Une rupture possible de ce cercle vicieux devrait se focaliser sur l’utilisation des politiques budgétaires pour forcer les secteurs à forte rentabilité à des réinvestissements productifs de leurs excédents. L’impôt sur les bénéfices ou le revenu, tant pour les personnes que pour les entreprises, devrait se caractériser par des taux progressifs allant jusqu’à des niveaux très élevés, pas seulement en proportion de l’importance du bénéfice, mais également en proportion du nombre d’employés, en faisant en sorte que ce taux soit inversement proportionnel au nombre d’emplois créés pour obtenir ce profit. Des taux différentiels devraient également être envisagés selon que ce gain est réinvesti dans le pays où il a été généré, ou si il est transféré à l’étranger, ou vers la spéculation financière. Ainsi cela impacterait simultanément le marché du travail, diminuant le chômage et, par conséquent, renforçant la part des salariés dans le système de répartition des bénéfices, et augmenterait les prélèvements pour la retraite. Les taux progressifs, qui taxeraient fortement les rendements élevés qui ne sont pas réinvestis, équilibreraient la pression fiscale globale, rendant le système fiscal moins régressif, et auraient donc tendance à réduire l’évasion fiscale et l’économie informelle à des niveaux de rentabilité inférieurs (à condition que cela soit accompagné par des contrôles efficaces). L’évasion se concentrerait certainement sur les niveaux de rentabilité les plus élevés, mais qui seront mieux identifiés afin d’exercer dessus un suivi et un contrôle intenses qui minimisent l’évasion et la fuite de capitaux.

Il faudra envisager des politiques très strictes pour le système financier, l’empêchant de continuer à accumuler des profits au détriment du secteur productif, et par conséquent de ses travailleurs.

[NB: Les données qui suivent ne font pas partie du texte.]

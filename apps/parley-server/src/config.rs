//! Server settings.
//!
//! Read from `~/.config/parley/server.json` (or the path in
//! `PARLEY_CONFIG`). A missing file means defaults; the `PORT` environment
//! variable overrides the port either way.

use std::net::IpAddr;
use std::path::{Path, PathBuf};
use std::time::Duration;

use serde::{Deserialize, Serialize};

use parley_presence_server::{DEFAULT_AUTH_TIMEOUT, DEFAULT_PORT, ServerConfig};

/// On-disk shape of the settings file.
#[derive(Debug, Clone, Default, Serialize, Deserialize)]
#[serde(rename_all = "camelCase")]
struct SettingsFile {
    #[serde(default)]
    port: Option<u16>,
    #[serde(default)]
    bind_addr: Option<String>,
    #[serde(default)]
    auth_timeout_secs: Option<u64>,
    #[serde(default)]
    close_superseded: Option<bool>,
}

/// Resolved server settings.
#[derive(Debug, Clone, PartialEq)]
pub struct AppConfig {
    pub port: u16,
    pub bind_addr: IpAddr,
    pub auth_timeout: Duration,
    /// Close the older socket when a user opens a second one.
    pub close_superseded: bool,
}

impl Default for AppConfig {
    fn default() -> Self {
        let server = ServerConfig::default();
        Self {
            port: DEFAULT_PORT,
            bind_addr: server.bind_addr,
            auth_timeout: DEFAULT_AUTH_TIMEOUT,
            close_superseded: server.close_superseded,
        }
    }
}

impl AppConfig {
    /// Loads settings from `path`, falling back to defaults for a missing
    /// file, a malformed file or any unset field.
    pub fn load(path: &Path) -> anyhow::Result<Self> {
        let mut config = AppConfig::default();
        if !path.exists() {
            return Ok(config);
        }

        let content = std::fs::read_to_string(path)?;
        let Ok(file) = serde_json::from_str::<SettingsFile>(&content) else {
            tracing::warn!(path = %path.display(), "failed to parse server settings, using defaults");
            return Ok(config);
        };

        if let Some(port) = file.port {
            config.port = port;
        }
        if let Some(addr) = file.bind_addr {
            match addr.parse() {
                Ok(ip) => config.bind_addr = ip,
                Err(_) => tracing::warn!(%addr, "invalid bindAddr in settings, using default"),
            }
        }
        if let Some(secs) = file.auth_timeout_secs {
            config.auth_timeout = Duration::from_secs(secs);
        }
        if let Some(close) = file.close_superseded {
            config.close_superseded = close;
        }
        Ok(config)
    }

    /// Writes the settings to `path`, creating parent directories.
    pub fn save(&self, path: &Path) -> anyhow::Result<()> {
        if let Some(parent) = path.parent() {
            std::fs::create_dir_all(parent)?;
        }
        let file = SettingsFile {
            port: Some(self.port),
            bind_addr: Some(self.bind_addr.to_string()),
            auth_timeout_secs: Some(self.auth_timeout.as_secs()),
            close_superseded: Some(self.close_superseded),
        };
        std::fs::write(path, serde_json::to_string_pretty(&file)?)?;
        tracing::debug!(path = %path.display(), "server settings saved");
        Ok(())
    }

    /// Applies the `PORT` environment override. An unparsable value is
    /// ignored with a warning.
    pub fn apply_port_override(&mut self, value: Option<&str>) {
        let Some(value) = value.map(str::trim).filter(|v| !v.is_empty()) else {
            return;
        };
        match value.parse() {
            Ok(port) => self.port = port,
            Err(_) => tracing::warn!(value, "ignoring invalid PORT"),
        }
    }

    pub fn server_config(&self) -> ServerConfig {
        ServerConfig {
            bind_addr: self.bind_addr,
            port: self.port,
            auth_timeout: self.auth_timeout,
            close_superseded: self.close_superseded,
        }
    }
}

/// Settings path: `PARLEY_CONFIG` if set, else `<config dir>/parley/server.json`.
pub fn config_path() -> PathBuf {
    match std::env::var_os("PARLEY_CONFIG") {
        Some(path) if !path.is_empty() => PathBuf::from(path),
        _ => config_base_dir().join("parley").join("server.json"),
    }
}

fn config_base_dir() -> PathBuf {
    #[cfg(target_os = "windows")]
    {
        let appdata =
            std::env::var("APPDATA").unwrap_or_else(|_| "C:\\Users\\Default\\AppData".into());
        PathBuf::from(appdata)
    }

    #[cfg(not(target_os = "windows"))]
    {
        let home = std::env::var("HOME").unwrap_or_else(|_| "/tmp".into());
        PathBuf::from(home).join(".config")
    }
}

#[cfg(test)]
mod tests {
    use std::net::Ipv4Addr;

    use super::*;

    #[test]
    fn missing_file_gives_defaults() {
        let dir = tempfile::tempdir().unwrap();
        let config = AppConfig::load(&dir.path().join("nope.json")).unwrap();
        assert_eq!(config, AppConfig::default());
        assert_eq!(config.port, 5000);
        assert!(config.close_superseded);
    }

    #[test]
    fn partial_file_overrides_only_present_fields() {
        let dir = tempfile::tempdir().unwrap();
        let path = dir.path().join("server.json");
        std::fs::write(&path, r#"{"port": 6100, "closeSuperseded": false}"#).unwrap();

        let config = AppConfig::load(&path).unwrap();
        assert_eq!(config.port, 6100);
        assert!(!config.close_superseded);
        assert_eq!(config.auth_timeout, DEFAULT_AUTH_TIMEOUT);
    }

    #[test]
    fn malformed_file_falls_back_to_defaults() {
        let dir = tempfile::tempdir().unwrap();
        let path = dir.path().join("server.json");
        std::fs::write(&path, "{ not json").unwrap();
        assert_eq!(AppConfig::load(&path).unwrap(), AppConfig::default());
    }

    #[test]
    fn save_then_load() {
        let dir = tempfile::tempdir().unwrap();
        let path = dir.path().join("nested").join("server.json");
        let config = AppConfig {
            port: 7000,
            bind_addr: IpAddr::V4(Ipv4Addr::LOCALHOST),
            auth_timeout: Duration::from_secs(3),
            close_superseded: false,
        };
        config.save(&path).unwrap();
        assert_eq!(AppConfig::load(&path).unwrap(), config);
    }

    #[test]
    fn port_override() {
        let mut config = AppConfig::default();
        config.apply_port_override(Some("8080"));
        assert_eq!(config.port, 8080);

        config.apply_port_override(Some("not-a-port"));
        assert_eq!(config.port, 8080);

        config.apply_port_override(Some(""));
        config.apply_port_override(None);
        assert_eq!(config.port, 8080);
        assert_eq!(config.server_config().port, 8080);
    }
}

On devra réguler toutes ses opérations, en évitant en même temps qu’il reste le principal soutien logistique sur lequel s’appuie l’évasion fiscale avec la fuite des capitaux. Bien sûr, cela devra coexister avec certaines limites imposées par la mondialisation, mais il est possible, à partir des politiques nationales, de prendre des mesures importantes pour inverser au moins partiellement cette concentration des revenus et des richesses qui marginalise de plus en plus de personnes. Dans certains pays, il sera possible d’avancer plus vite que dans d’autres, et la progressivité des taux pourra être adaptée au rythme de ce qui est possible, mais on ne peut pas douter que ce ne sera pas le marché lui-même qui améliorera la répartition des revenus et de la richesse, si les États n’imposent pas un changement substantiel dans le système de redistribution.